WHAT YOU WILL DO: From the records below, transcribe exactly the lines that begin at the line with "let mut stack" and end at the line with "search_dir.push(CONFIG_FILE_NAME);", both included.

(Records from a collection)
▽
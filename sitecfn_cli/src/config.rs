use std::collections::{BTreeMap, HashSet};
use std::path::{Path, PathBuf};

use anyhow::{bail, Context};
use serde::Deserialize;
use sitecfn::{BasicSite, CdnSite, CdnSiteOptions, Environment, SiteOptions, Stack, SynthError};

pub const CONFIG_FILE_NAME: &str = "sitecfn.toml";

fn default_region() -> String {
    Environment::default().region
}

/// A site definition file: one stack, any number of sites.
#[derive(Debug, Deserialize)]
#[serde(deny_unknown_fields)]
pub struct SiteConfig {
    pub stack_name: String,
    #[serde(default = "default_region")]
    pub region: String,
    #[serde(default)]
    pub account: Option<String>,
    pub staging_bucket: String,
    #[serde(default)]
    pub handler_key: Option<String>,
    #[serde(default)]
    pub out_dir: Option<PathBuf>,
    #[serde(default, rename = "basic_site")]
    pub basic_sites: Vec<BasicSiteEntry>,
    #[serde(default, rename = "cdn_site")]
    pub cdn_sites: Vec<CdnSiteEntry>,
}

#[derive(Debug, Deserialize)]
pub struct BasicSiteEntry {
    pub id: String,
    #[serde(flatten)]
    pub options: SiteOptions,
    /// whatever keys the options did not consume.
    #[serde(flatten)]
    pub unknown: BTreeMap<String, toml::Value>,
}

#[derive(Debug, Deserialize)]
pub struct CdnSiteEntry {
    pub id: String,
    #[serde(flatten)]
    pub options: CdnSiteOptions,
    /// whatever keys the options did not consume.
    #[serde(flatten)]
    pub unknown: BTreeMap<String, toml::Value>,
}

impl SiteConfig {
    pub fn load(path: &Path) -> anyhow::Result<Self> {
        let text = std::fs::read_to_string(path)
            .with_context(|| format!("Failed to read config file {:?}", path))?;
        let base_dir = path.parent().unwrap_or_else(|| Path::new("."));
        Self::parse(&text, base_dir).with_context(|| format!("Invalid config file {:?}", path))
    }

    /// parses a config. relative asset folders are resolved against `base_dir`.
    pub fn parse(text: &str, base_dir: &Path) -> anyhow::Result<Self> {
        let mut config: SiteConfig = toml::from_str(text)?;
        if config.basic_sites.is_empty() && config.cdn_sites.is_empty() {
            bail!("No sites defined. Add a [[basic_site]] or [[cdn_site]] table");
        }
        let unknown = config
            .basic_sites
            .iter()
            .map(|s| (&s.id, &s.unknown))
            .chain(config.cdn_sites.iter().map(|s| (&s.id, &s.unknown)));
        for (id, keys) in unknown {
            if let Some(key) = keys.keys().next() {
                bail!("Unknown key '{key}' in site '{id}'");
            }
        }
        let mut seen = HashSet::new();
        let ids = config.basic_sites.iter().map(|s| &s.id).chain(config.cdn_sites.iter().map(|s| &s.id));
        for id in ids {
            if !seen.insert(id.as_str()) {
                bail!("Site id '{id}' is used more than once");
            }
        }
        for site in config.basic_sites.iter_mut() {
            site.options.asset_folder = resolve(base_dir, &site.options.asset_folder);
        }
        for site in config.cdn_sites.iter_mut() {
            site.options.asset_folder = resolve(base_dir, &site.options.asset_folder);
        }
        if let Some(out_dir) = config.out_dir.as_mut() {
            *out_dir = resolve(base_dir, out_dir);
        }
        Ok(config)
    }

    pub fn environment(&self) -> Environment {
        let defaults = Environment::default();
        Environment {
            account: self.account.clone(),
            region: self.region.clone(),
            staging_bucket: self.staging_bucket.clone(),
            handler_key: self.handler_key.clone().unwrap_or(defaults.handler_key),
        }
    }

    /// declares every site into a fresh stack.
    pub fn build_stack(&self) -> Result<Stack, SynthError> {
        let mut stack = Stack::new(&self.stack_name, self.environment())?;
        for site in &self.basic_sites {
            BasicSite::new(&mut stack, &site.id, &site.options)?;
        }
        for site in &self.cdn_sites {
            CdnSite::new(&mut stack, &site.id, &site.options)?;
        }
        Ok(stack)
    }
}

fn resolve(base_dir: &Path, path: &Path) -> PathBuf {
    if path.is_absolute() {
        path.to_path_buf()
    } else {
        base_dir.join(path)
    }
}

/// given a search dir, see if a config file exists in this dir,
/// and if so return its path. If not found, back up 1 dir at a time
/// until one is found (limit 5 times)
pub fn find_closest_config(mut search_dir: PathBuf) -> Option<PathBuf> {
    for _ in 0..5 {
        search_dir.push(CONFIG_FILE_NAME);
        if search_dir.is_file() {
            return Some(search_dir);
        }
        search_dir.pop();
        if !search_dir.pop() {
            break;
        }
    }
    None
}

#[cfg(test)]
mod tests {
    use super::*;
    use sitecfn::RemovalPolicy;

    const CONFIG: &str = r#"
stack_name = "my-sites"
staging_bucket = "my-staging"

[[basic_site]]
id = "blog"
asset_folder = "public"
index_document = "index.html"
error_document = "404.html"
domain_name = "example.com"
sub_domain_name = "www.example.com"
removal_policy = "destroy"

[[cdn_site]]
id = "docs"
asset_folder = "/srv/docs"
index_document = "index.html"
dns_zone_domain = "example.com"
domain_name = "docs.example.com"
hosted_zone_id = "Z123"
encrypt_at_rest = true
"#;

    #[test]
    fn parses_sites_and_defaults() {
        let config = SiteConfig::parse(CONFIG, Path::new("/work")).unwrap();
        assert_eq!(config.region, "us-east-1");
        assert_eq!(config.basic_sites.len(), 1);
        assert_eq!(config.cdn_sites.len(), 1);

        let blog = &config.basic_sites[0];
        assert_eq!(blog.id, "blog");
        assert_eq!(blog.options.asset_folder, PathBuf::from("/work/public"));
        assert_eq!(blog.options.error_document.as_deref(), Some("404.html"));
        assert_eq!(blog.options.removal_policy, RemovalPolicy::Destroy);
        assert!(!blog.options.encrypt_at_rest);

        let docs = &config.cdn_sites[0];
        assert_eq!(docs.options.asset_folder, PathBuf::from("/srv/docs"));
        assert_eq!(docs.options.hosted_zone_id.as_deref(), Some("Z123"));
        assert!(docs.options.encrypt_at_rest);
        assert_eq!(docs.options.removal_policy, RemovalPolicy::Retain);
    }

    #[test]
    fn environment_uses_default_handler_key() {
        let config = SiteConfig::parse(CONFIG, Path::new("/work")).unwrap();
        let env = config.environment();
        assert_eq!(env.staging_bucket, "my-staging");
        assert_eq!(env.handler_key, Environment::default().handler_key);
        assert_eq!(env.account, None);
    }

    #[test]
    fn rejects_duplicate_ids() {
        let text = r#"
stack_name = "s"
staging_bucket = "b"
[[basic_site]]
id = "site"
asset_folder = "a"
index_document = "index.html"
[[basic_site]]
id = "site"
asset_folder = "b"
index_document = "index.html"
"#;
        let err = SiteConfig::parse(text, Path::new(".")).unwrap_err();
        assert!(err.to_string().contains("more than once"));
    }

    #[test]
    fn rejects_unknown_site_keys() {
        let text = r#"
stack_name = "s"
staging_bucket = "my-staging"
[[basic_site]]
id = "site"
asset_folder = "a"
index_document = "index.html"
encrypt_bucket = true
"#;
        let err = SiteConfig::parse(text, Path::new(".")).unwrap_err();
        assert!(err.to_string().contains("Unknown key 'encrypt_bucket' in site 'site'"));

        let top_level = r#"
stack_name = "s"
staging_bucket = "my-staging"
regoin = "eu-west-1"
[[basic_site]]
id = "site"
asset_folder = "a"
index_document = "index.html"
"#;
        let err = SiteConfig::parse(top_level, Path::new(".")).unwrap_err();
        assert!(err.to_string().contains("regoin"));
    }

    #[test]
    fn invalid_staging_bucket_fails_stack() {
        let text = r#"
stack_name = "s"
staging_bucket = "my staging; echo"
[[basic_site]]
id = "site"
asset_folder = "a"
index_document = "index.html"
"#;
        let config = SiteConfig::parse(text, Path::new(".")).unwrap();
        let err = config.build_stack().unwrap_err();
        assert!(matches!(err, SynthError::InvalidEnvironment { field: "staging_bucket", .. }));
    }

    #[test]
    fn rejects_config_without_sites() {
        let text = "stack_name = \"s\"\nstaging_bucket = \"b\"\n";
        assert!(SiteConfig::parse(text, Path::new(".")).is_err());
    }

    #[test]
    fn missing_required_field_is_an_error() {
        let text = r#"
stack_name = "s"
staging_bucket = "b"
[[cdn_site]]
id = "site"
asset_folder = "a"
index_document = "index.html"
domain_name = "www.example.com"
"#;
        assert!(SiteConfig::parse(text, Path::new(".")).is_err());
    }

    #[test]
    fn finds_config_in_parent_dir() {
        let dir = tempfile::tempdir().unwrap();
        let nested = dir.path().join("a").join("b");
        std::fs::create_dir_all(&nested).unwrap();
        std::fs::write(dir.path().join(CONFIG_FILE_NAME), CONFIG).unwrap();
        let found = find_closest_config(nested).unwrap();
        assert_eq!(found, dir.path().join(CONFIG_FILE_NAME));
    }

    #[test]
    fn builds_stack_from_config() {
        let dir = tempfile::tempdir().unwrap();
        std::fs::create_dir(dir.path().join("public")).unwrap();
        std::fs::write(dir.path().join("public").join("index.html"), "hi").unwrap();
        let text = r#"
stack_name = "my-sites"
staging_bucket = "my-staging"
[[basic_site]]
id = "blog"
asset_folder = "public"
index_document = "index.html"
"#;
        let config = SiteConfig::parse(text, dir.path()).unwrap();
        let stack = config.build_stack().unwrap();
        assert_eq!(stack.name(), "my-sites");
        assert_eq!(stack.assets().len(), 1);
        let template = stack.synth().unwrap();
        assert_eq!(template.resources_of_type("AWS::S3::Bucket").count(), 1);
    }
}
use super::*;

/// construct paths of the handler shared by every deployment in a stack.
const HANDLER_ROLE_PATH: &str = "Custom::CDKBucketDeployment/ServiceRole";
const HANDLER_FUNCTION_PATH: &str = "Custom::CDKBucketDeployment/Handler";

/// The custom resource that, at deploy time, unzips a staged asset into
/// its destination bucket and optionally invalidates a distribution.
#[derive(Debug, Clone, PartialEq, Serialize)]
#[serde(rename_all = "PascalCase")]
pub struct CfnBucketDeployment {
    pub service_token: Value,
    pub source_bucket_names: Vec<StrVal>,
    pub source_object_keys: Vec<String>,
    pub destination_bucket_name: StrVal,
    pub prune: bool,
    #[serde(skip_serializing_if = "Option::is_none")]
    pub distribution_id: Option<StrVal>,
    #[serde(skip_serializing_if = "Vec::is_empty")]
    pub distribution_paths: Vec<String>,
}

impl CfnResource for CfnBucketDeployment {
    fn type_string(&self) -> &'static str {
        "Custom::CDKBucketDeployment"
    }

    fn properties(&self) -> Result<Value, serde_json::Error> {
        serde_json::to_value(self)
    }

    fn validate(&self) -> Result<(), String> {
        if self.source_bucket_names.len() != self.source_object_keys.len() {
            return Err("Every deployment source needs both a bucket and an object key".to_string());
        }
        if !self.distribution_paths.is_empty() && self.distribution_id.is_none() {
            return Err("Distribution paths were given without a distribution to invalidate".to_string());
        }
        Ok(())
    }
}

#[derive(Debug, Clone, Copy)]
pub struct BucketDeploymentProps<'a> {
    /// local folder copied into the bucket.
    pub source: &'a Path,
    pub destination: &'a LogicalId,
    /// when set, `/*` is invalidated on this distribution after the upload.
    pub distribution: Option<&'a LogicalId>,
}

#[derive(Debug, Clone)]
pub struct BucketDeployment {
    pub id: LogicalId,
    pub asset: Asset,
    pub handler: LogicalId,
    pub policy: LogicalId,
}

impl BucketDeployment {
    pub fn new<S: Scope>(scope: &mut S, path: &str, props: BucketDeploymentProps<'_>) -> Result<Self, SynthError> {
        let asset = scope.stage_asset(props.source)?;
        let (role, handler) = ensure_handler(scope)?;

        let staging = get_ref(STAGING_BUCKET_PARAM);
        let staging_arn = join("", vec![json!("arn:aws:s3:::"), staging.clone()]);
        let staging_objects = join("", vec![json!("arn:aws:s3:::"), staging.clone(), json!("/*")]);
        let destination = props.destination;
        let mut statements = vec![
            PolicyStatement::allow(
                &["s3:GetObject*", "s3:GetBucket*", "s3:List*"],
                vec![staging_arn, staging_objects],
            ),
            PolicyStatement::allow(
                &[
                    "s3:GetObject*", "s3:GetBucket*", "s3:List*",
                    "s3:DeleteObject*", "s3:PutObject", "s3:PutObjectTagging", "s3:Abort*",
                ],
                vec![destination.get_att("Arn"), objects_arn(destination)],
            ),
        ];
        if props.distribution.is_some() {
            statements.push(PolicyStatement::allow(
                &["cloudfront:GetInvalidation", "cloudfront:CreateInvalidation"],
                vec![json!("*")],
            ));
        }
        let policy_id = scope.logical_id(&format!("{path}/HandlerPolicy"));
        let policy = CfnPolicy {
            policy_document: PolicyDocument::new(statements),
            policy_name: policy_id.to_string(),
            roles: vec![role.get_ref()],
        };
        let policy = scope.add_resource(Resource::new(policy_id, policy))?;

        let deployment = CfnBucketDeployment {
            service_token: handler.get_att("Arn"),
            source_bucket_names: vec![staging.into()],
            source_object_keys: vec![asset.object_key.clone()],
            destination_bucket_name: destination.get_ref().into(),
            prune: true,
            distribution_id: props.distribution.map(|d| d.get_ref().into()),
            distribution_paths: match props.distribution {
                Some(_) => vec!["/*".to_string()],
                None => vec![],
            },
        };
        let id = scope.logical_id(path);
        // the handler must be able to read/write before the custom resource runs.
        let id = scope.add_resource(Resource::new(id, deployment).depends_on(&policy))?;
        Ok(Self { id, asset, handler, policy })
    }
}

/// declares the singleton handler role + function the first time a stack
/// needs them, returns their logical ids.
fn ensure_handler<S: Scope>(scope: &mut S) -> Result<(LogicalId, LogicalId), SynthError> {
    let role = scope.logical_id(HANDLER_ROLE_PATH);
    let function = scope.logical_id(HANDLER_FUNCTION_PATH);
    if scope.contains(&function) {
        return Ok((role, function));
    }
    let role_resource = CfnRole {
        assume_role_policy_document: create_assume_role_policy_doc("lambda.amazonaws.com"),
        description: Some("auto generated role for bucket deployments".to_string()),
        managed_policy_arns: vec![LAMBDA_BASIC_EXECUTION_POLICY.to_string()],
    };
    let role = scope.add_resource(Resource::new(role, role_resource))?;
    let handler_key = scope.env().handler_key.clone();
    let function_resource = CfnFunction {
        code: Code {
            s3_bucket: get_ref(STAGING_BUCKET_PARAM).into(),
            s3_key: handler_key,
        },
        description: Some("copies staged assets into website buckets".to_string()),
        handler: "index.handler".to_string(),
        memory_size: Some(128),
        role: role.get_att("Arn").into(),
        runtime: "python3.11".to_string(),
        timeout: Some(900),
    };
    let function = scope.add_resource(Resource::new(function, function_resource).depends_on(&role))?;
    Ok((role, function))
}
△
FINAL ANSWER:
        let mut stack = Stack::new(&self.stack_name, self.environment())?;
        for site in &self.basic_sites {
            BasicSite::new(&mut stack, &site.id, &site.options)?;
        }
        for site in &self.cdn_sites {
            CdnSite::new(&mut stack, &site.id, &site.options)?;
        }
        Ok(stack)
    }
}

fn resolve(base_dir: &Path, path: &Path) -> PathBuf {
    if path.is_absolute() {
        path.to_path_buf()
    } else {
        base_dir.join(path)
    }
}

/// given a search dir, see if a config file exists in this dir,
/// and if so return its path. If not found, back up 1 dir at a time
/// until one is found (limit 5 times)
pub fn find_closest_config(mut search_dir: PathBuf) -> Option<PathBuf> {
    for _ in 0..5 {
        search_dir.push(CONFIG_FILE_NAME);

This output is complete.